*** Block opens ***

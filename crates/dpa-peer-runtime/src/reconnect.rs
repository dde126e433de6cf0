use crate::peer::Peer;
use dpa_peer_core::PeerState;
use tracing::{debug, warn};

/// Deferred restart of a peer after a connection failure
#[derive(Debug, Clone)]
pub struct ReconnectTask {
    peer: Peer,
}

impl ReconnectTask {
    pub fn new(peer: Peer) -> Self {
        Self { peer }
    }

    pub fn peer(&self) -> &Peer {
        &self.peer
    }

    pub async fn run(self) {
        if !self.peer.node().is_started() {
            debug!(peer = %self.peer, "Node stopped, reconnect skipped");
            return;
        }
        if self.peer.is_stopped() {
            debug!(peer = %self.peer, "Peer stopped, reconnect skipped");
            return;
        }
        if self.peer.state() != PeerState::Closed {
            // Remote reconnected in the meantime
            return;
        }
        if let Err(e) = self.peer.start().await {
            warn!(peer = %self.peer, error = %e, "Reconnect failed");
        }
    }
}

*** Block closes ***

◆ **To do**: Look through the entries above and report each line where the string "warn" occurs.

◆ **Exercise output**:
use tracing::{debug, warn};
            warn!(peer = %self.peer, error = %e, "Reconnect failed");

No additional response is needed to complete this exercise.